Required action: Start at the first line of the material. Repeat each line exactly through the one containing "use crate::config::ProcessingConfig;", then stop.

Records for the task:
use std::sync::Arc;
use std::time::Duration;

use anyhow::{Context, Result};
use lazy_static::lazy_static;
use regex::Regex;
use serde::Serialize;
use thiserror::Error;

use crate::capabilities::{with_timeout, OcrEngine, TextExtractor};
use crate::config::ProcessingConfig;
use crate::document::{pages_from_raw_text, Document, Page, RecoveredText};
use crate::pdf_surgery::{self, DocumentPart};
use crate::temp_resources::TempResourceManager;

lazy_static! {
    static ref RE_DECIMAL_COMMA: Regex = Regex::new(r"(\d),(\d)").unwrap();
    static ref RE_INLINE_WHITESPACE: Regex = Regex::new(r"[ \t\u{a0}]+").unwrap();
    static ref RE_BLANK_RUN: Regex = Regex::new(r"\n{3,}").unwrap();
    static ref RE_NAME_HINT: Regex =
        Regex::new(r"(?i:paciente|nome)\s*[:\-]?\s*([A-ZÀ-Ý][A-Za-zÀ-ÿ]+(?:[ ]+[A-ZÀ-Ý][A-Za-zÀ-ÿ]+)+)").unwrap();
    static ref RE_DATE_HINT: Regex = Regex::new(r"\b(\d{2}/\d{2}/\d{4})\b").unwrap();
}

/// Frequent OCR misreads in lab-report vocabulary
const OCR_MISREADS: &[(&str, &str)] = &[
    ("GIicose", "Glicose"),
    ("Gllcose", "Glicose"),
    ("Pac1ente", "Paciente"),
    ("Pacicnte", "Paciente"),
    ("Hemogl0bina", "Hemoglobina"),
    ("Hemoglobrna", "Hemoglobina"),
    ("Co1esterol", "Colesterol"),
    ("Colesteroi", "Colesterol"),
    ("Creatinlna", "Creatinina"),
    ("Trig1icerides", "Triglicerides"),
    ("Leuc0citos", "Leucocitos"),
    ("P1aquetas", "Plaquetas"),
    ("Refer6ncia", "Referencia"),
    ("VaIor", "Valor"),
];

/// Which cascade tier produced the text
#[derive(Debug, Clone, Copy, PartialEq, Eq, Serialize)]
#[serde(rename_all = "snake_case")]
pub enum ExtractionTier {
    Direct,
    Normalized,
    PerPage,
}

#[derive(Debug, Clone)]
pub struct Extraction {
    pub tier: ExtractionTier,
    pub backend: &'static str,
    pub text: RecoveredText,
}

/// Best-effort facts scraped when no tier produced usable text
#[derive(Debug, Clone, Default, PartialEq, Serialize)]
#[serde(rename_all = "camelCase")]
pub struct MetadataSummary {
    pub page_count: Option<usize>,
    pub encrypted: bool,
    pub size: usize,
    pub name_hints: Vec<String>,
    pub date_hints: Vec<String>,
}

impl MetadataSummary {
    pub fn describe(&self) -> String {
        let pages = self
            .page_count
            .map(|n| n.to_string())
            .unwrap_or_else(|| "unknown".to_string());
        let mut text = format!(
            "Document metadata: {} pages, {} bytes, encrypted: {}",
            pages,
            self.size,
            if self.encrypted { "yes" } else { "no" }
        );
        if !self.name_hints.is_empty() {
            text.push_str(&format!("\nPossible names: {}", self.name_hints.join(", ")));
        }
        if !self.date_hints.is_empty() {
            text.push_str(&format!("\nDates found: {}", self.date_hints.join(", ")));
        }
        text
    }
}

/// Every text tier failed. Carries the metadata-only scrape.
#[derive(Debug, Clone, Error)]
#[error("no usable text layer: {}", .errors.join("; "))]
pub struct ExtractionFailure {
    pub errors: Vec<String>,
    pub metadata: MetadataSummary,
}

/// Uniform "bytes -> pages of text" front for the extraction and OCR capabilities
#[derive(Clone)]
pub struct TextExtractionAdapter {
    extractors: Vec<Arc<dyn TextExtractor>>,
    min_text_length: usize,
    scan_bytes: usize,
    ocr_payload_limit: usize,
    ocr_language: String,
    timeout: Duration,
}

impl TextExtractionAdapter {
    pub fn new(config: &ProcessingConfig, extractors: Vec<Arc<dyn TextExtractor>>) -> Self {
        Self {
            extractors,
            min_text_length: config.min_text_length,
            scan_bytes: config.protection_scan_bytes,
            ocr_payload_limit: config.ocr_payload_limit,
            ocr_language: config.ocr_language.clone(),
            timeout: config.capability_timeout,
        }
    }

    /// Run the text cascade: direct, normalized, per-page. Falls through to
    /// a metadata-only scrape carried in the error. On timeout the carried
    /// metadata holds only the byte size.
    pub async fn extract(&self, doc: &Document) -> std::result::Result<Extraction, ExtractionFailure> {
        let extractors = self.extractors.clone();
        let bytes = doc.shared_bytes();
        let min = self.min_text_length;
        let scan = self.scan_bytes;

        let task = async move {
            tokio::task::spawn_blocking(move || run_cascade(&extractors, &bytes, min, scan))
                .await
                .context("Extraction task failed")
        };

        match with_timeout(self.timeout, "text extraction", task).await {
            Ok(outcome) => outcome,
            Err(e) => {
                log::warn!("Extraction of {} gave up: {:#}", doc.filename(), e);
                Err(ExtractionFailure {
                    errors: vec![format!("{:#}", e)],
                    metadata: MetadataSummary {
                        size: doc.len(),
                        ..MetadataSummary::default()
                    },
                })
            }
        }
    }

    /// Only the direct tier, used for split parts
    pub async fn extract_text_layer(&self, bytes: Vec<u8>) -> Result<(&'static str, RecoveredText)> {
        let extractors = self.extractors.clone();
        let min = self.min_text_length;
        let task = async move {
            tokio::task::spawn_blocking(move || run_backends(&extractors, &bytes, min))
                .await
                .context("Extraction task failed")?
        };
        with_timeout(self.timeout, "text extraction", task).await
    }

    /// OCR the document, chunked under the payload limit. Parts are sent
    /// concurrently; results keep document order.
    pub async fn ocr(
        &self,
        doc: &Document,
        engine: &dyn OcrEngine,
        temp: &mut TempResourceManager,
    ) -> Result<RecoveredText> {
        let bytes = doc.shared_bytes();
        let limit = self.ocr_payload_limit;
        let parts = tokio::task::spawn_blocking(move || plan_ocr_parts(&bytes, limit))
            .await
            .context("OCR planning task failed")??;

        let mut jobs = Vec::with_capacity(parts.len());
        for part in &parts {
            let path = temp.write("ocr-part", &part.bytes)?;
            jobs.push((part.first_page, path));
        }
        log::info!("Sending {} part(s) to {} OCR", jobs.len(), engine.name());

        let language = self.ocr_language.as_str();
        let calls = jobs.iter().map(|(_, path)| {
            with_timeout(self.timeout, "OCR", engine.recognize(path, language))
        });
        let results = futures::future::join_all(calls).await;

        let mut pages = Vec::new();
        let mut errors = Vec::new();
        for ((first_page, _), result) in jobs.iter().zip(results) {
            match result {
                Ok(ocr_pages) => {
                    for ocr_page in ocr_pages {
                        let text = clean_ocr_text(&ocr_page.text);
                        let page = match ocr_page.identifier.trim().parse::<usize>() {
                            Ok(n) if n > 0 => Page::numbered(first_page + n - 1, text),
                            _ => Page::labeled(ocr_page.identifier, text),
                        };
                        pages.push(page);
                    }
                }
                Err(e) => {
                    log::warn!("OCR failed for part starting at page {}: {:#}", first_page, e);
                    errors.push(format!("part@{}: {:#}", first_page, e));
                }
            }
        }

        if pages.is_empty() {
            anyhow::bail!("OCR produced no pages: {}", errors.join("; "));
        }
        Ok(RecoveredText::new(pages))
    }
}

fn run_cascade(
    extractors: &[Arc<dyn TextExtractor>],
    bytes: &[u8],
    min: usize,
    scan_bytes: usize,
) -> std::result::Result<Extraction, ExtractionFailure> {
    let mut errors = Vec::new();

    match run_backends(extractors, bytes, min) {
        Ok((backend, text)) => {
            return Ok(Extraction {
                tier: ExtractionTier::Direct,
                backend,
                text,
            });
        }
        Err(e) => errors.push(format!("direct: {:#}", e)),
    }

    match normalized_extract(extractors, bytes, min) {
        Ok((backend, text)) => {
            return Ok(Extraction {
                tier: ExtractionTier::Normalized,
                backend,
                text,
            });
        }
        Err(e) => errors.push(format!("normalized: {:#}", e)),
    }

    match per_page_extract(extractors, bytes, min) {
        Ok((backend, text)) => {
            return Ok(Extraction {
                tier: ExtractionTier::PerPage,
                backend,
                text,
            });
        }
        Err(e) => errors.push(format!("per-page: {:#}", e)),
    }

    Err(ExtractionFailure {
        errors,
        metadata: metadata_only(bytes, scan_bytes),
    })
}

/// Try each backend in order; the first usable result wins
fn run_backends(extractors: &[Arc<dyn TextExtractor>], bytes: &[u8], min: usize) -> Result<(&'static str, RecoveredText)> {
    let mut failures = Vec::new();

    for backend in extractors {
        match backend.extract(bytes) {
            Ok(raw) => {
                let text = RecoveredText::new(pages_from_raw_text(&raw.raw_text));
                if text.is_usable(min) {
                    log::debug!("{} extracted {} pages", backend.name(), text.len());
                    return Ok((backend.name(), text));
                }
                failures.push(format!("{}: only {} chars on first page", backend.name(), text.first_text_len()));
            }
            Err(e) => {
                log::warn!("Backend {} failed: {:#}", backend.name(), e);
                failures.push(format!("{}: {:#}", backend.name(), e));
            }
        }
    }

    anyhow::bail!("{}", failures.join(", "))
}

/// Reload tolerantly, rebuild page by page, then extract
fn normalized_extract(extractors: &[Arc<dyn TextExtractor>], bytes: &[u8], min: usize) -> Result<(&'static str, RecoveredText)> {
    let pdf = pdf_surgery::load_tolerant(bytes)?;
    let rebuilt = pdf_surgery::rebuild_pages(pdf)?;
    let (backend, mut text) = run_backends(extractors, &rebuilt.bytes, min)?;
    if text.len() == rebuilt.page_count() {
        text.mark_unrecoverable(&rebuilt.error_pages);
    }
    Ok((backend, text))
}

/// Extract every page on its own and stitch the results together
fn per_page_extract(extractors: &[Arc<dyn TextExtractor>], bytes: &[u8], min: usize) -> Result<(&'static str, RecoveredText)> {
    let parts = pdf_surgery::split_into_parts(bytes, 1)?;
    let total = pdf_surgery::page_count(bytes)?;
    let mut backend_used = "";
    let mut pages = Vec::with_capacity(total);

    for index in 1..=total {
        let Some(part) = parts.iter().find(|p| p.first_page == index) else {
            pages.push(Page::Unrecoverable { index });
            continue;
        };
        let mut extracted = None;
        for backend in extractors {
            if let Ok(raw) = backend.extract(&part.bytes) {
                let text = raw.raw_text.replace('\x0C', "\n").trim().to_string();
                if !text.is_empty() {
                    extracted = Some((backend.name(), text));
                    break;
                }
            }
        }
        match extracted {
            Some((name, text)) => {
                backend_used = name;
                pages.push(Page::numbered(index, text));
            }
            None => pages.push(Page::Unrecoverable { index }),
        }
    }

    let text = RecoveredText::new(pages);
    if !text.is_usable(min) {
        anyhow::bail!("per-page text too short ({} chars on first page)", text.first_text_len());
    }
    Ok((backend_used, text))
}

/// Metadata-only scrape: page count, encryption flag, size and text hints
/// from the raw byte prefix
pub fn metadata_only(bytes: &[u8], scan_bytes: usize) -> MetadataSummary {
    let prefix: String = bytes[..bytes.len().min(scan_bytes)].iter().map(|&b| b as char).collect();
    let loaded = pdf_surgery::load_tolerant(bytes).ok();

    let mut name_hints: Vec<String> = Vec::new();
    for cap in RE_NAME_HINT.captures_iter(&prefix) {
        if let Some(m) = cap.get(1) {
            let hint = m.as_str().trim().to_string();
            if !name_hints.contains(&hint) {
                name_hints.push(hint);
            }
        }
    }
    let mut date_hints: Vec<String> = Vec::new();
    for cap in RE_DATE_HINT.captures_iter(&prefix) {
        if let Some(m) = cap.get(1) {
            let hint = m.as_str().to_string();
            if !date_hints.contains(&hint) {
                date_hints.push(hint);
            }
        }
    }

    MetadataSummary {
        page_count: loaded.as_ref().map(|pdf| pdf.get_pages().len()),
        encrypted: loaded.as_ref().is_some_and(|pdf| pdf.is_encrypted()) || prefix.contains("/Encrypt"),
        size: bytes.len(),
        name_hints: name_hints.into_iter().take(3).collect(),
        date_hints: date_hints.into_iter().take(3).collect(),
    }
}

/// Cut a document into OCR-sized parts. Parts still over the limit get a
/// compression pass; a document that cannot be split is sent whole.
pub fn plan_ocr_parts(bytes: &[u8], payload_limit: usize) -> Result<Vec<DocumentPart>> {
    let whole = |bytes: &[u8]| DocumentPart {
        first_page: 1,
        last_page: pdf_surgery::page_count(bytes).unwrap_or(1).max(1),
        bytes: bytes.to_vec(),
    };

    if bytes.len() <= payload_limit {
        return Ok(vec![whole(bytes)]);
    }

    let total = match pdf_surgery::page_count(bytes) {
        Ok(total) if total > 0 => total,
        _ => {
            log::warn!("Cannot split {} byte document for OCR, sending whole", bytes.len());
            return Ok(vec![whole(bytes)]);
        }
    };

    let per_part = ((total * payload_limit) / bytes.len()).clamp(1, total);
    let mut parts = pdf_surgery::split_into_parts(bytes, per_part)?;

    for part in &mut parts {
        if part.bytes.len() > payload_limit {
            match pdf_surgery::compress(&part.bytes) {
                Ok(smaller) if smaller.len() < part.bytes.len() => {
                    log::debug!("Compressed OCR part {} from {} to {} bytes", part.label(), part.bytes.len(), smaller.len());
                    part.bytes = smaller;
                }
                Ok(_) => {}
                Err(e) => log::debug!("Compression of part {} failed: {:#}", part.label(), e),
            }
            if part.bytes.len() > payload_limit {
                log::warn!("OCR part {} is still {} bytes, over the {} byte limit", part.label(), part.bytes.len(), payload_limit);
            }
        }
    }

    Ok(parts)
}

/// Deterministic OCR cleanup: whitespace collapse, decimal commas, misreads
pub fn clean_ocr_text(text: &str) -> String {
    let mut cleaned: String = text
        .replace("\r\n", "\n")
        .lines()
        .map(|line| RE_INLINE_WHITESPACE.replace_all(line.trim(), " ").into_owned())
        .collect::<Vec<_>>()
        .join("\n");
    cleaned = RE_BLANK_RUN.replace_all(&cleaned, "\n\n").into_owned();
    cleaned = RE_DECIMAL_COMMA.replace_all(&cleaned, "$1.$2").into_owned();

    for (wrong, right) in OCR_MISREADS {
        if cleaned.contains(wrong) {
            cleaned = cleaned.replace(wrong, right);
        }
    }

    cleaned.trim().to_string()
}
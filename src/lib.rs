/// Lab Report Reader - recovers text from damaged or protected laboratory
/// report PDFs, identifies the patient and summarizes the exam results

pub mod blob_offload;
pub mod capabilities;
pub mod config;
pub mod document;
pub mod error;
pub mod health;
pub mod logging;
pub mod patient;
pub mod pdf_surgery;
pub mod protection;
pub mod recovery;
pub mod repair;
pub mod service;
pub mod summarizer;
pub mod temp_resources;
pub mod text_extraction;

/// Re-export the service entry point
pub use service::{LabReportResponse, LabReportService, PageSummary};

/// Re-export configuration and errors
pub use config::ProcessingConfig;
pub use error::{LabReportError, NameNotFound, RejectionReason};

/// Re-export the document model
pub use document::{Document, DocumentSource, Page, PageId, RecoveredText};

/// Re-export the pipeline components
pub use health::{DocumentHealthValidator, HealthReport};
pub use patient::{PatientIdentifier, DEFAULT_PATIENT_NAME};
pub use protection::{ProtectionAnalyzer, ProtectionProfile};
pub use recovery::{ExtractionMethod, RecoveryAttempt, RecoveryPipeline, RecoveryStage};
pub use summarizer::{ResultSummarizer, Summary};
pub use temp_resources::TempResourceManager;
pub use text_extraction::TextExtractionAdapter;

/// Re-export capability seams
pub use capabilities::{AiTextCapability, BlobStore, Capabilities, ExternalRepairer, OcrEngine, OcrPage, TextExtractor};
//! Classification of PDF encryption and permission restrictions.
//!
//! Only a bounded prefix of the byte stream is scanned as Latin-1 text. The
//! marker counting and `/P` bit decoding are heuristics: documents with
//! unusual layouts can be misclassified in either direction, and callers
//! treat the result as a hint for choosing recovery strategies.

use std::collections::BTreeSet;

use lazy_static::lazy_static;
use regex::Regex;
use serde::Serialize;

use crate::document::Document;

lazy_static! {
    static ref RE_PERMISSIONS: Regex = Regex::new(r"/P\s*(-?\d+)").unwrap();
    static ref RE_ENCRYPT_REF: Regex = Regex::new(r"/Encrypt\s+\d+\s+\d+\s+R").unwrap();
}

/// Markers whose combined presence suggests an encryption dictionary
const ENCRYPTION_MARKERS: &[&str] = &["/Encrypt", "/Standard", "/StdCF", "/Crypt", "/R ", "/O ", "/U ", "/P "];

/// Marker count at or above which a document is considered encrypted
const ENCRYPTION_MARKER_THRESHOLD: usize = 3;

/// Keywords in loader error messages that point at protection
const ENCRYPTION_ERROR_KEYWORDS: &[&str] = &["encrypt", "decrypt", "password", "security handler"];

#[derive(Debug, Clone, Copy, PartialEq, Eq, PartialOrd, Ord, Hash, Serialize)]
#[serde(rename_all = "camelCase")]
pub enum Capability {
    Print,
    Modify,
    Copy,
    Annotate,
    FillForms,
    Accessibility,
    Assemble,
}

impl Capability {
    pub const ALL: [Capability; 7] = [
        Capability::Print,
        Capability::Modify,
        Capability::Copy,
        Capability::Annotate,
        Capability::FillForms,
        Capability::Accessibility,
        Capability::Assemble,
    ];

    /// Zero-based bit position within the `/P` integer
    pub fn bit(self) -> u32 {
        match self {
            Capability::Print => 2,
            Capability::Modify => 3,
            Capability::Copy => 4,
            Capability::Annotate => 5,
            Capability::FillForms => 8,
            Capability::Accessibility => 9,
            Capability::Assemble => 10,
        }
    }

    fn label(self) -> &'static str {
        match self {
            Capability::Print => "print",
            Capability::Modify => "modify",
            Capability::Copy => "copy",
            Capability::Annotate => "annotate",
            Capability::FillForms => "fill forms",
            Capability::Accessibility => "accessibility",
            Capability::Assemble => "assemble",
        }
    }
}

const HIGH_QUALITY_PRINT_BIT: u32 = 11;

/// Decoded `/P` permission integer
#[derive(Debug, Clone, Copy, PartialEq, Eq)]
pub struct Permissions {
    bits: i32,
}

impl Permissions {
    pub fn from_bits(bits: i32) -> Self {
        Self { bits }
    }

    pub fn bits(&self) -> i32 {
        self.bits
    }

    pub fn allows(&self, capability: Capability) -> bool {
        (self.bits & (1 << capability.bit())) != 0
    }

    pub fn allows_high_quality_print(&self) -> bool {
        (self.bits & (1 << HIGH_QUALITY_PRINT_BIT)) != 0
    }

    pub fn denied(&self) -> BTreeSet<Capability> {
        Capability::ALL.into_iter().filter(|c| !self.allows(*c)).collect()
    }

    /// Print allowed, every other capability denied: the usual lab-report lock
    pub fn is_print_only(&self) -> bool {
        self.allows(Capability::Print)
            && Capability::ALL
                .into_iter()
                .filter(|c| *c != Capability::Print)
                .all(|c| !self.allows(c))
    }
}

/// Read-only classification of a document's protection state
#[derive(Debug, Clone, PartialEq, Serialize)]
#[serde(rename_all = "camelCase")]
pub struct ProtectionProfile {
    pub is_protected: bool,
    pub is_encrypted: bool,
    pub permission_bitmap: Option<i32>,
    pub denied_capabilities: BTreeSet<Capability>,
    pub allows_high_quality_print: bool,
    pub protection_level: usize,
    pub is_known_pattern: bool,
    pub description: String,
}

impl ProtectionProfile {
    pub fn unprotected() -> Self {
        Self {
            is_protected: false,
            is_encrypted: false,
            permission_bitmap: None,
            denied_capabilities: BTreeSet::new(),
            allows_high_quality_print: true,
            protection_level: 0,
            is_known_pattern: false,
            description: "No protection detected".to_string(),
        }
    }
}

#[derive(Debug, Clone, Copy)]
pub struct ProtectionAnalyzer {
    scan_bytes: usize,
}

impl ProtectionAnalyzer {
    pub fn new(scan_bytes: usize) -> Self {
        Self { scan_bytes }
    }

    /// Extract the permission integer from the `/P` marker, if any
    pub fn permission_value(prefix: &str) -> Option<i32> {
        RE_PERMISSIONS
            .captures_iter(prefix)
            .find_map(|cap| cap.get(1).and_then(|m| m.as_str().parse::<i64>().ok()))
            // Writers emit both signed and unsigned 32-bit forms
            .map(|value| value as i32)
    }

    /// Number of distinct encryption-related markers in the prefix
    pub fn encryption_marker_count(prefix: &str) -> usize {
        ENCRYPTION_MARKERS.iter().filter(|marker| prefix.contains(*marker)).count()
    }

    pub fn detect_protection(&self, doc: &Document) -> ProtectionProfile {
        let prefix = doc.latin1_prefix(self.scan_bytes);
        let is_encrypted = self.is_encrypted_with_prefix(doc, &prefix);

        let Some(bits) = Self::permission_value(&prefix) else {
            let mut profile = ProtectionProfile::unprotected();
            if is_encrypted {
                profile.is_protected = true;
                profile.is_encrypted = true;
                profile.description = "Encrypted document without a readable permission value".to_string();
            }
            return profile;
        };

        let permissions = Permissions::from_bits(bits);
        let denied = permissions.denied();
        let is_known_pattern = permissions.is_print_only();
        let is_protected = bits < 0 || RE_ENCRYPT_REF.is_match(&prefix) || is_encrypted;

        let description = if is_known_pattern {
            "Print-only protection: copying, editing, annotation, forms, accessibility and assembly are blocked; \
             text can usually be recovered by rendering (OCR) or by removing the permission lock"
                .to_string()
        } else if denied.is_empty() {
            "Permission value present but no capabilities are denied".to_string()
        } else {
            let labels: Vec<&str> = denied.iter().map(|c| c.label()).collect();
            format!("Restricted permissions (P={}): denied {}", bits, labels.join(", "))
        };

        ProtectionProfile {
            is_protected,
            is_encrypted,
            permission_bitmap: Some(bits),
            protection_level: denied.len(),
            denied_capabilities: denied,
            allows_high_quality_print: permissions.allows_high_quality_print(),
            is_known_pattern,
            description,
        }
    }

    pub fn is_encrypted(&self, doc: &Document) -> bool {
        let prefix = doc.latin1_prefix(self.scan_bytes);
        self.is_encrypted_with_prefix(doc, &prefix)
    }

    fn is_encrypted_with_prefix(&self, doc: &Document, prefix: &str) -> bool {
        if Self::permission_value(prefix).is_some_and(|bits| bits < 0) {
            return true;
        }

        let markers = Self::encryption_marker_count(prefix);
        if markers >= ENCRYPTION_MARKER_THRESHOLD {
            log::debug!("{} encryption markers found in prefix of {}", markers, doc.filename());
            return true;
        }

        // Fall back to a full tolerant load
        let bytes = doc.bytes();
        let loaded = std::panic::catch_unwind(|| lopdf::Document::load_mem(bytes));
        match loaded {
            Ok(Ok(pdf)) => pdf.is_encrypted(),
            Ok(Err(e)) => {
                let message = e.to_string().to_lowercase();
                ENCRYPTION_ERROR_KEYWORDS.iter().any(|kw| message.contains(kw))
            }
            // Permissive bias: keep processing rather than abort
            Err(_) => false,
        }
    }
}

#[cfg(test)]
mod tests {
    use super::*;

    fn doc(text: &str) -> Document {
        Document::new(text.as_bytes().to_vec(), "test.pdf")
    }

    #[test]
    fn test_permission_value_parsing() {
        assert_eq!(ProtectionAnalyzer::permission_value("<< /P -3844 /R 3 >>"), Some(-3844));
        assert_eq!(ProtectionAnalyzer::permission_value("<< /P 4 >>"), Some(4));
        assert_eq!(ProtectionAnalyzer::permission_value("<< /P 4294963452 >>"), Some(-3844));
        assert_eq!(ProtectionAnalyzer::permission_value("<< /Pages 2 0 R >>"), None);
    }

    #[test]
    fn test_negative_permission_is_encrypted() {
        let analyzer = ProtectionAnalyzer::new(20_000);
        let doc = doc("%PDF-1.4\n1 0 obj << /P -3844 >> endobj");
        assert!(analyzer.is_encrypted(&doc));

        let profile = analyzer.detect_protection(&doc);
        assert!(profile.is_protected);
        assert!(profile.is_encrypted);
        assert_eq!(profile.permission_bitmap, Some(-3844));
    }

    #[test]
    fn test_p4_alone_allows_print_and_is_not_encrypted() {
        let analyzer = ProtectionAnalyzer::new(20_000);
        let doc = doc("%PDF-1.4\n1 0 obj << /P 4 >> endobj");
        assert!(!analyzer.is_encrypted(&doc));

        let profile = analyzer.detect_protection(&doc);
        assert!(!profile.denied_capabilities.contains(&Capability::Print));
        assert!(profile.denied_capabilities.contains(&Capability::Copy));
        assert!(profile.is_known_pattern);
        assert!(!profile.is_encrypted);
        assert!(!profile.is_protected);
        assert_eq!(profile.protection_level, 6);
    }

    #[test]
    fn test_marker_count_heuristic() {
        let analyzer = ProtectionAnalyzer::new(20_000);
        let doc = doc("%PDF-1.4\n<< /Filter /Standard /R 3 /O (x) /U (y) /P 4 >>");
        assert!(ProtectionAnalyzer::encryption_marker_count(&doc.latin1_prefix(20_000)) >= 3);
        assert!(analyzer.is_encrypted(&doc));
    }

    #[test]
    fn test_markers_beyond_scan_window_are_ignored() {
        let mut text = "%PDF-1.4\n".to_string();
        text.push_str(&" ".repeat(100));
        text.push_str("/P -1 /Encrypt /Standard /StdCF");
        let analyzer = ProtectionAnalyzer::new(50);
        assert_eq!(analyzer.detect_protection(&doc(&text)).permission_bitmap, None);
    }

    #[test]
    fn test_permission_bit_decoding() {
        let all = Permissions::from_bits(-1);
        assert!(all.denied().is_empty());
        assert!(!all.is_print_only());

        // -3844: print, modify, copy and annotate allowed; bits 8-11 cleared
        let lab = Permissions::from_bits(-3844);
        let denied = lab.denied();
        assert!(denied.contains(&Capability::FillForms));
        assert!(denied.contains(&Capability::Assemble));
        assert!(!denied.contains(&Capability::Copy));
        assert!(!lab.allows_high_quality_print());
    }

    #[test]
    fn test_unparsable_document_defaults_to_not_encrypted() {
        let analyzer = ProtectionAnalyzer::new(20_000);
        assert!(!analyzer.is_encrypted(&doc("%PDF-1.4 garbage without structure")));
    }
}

Exercise response:
use std::sync::Arc;
use std::time::Duration;

use anyhow::{Context, Result};
use lazy_static::lazy_static;
use regex::Regex;
use serde::Serialize;
use thiserror::Error;

use crate::capabilities::{with_timeout, OcrEngine, TextExtractor};
use crate::config::ProcessingConfig;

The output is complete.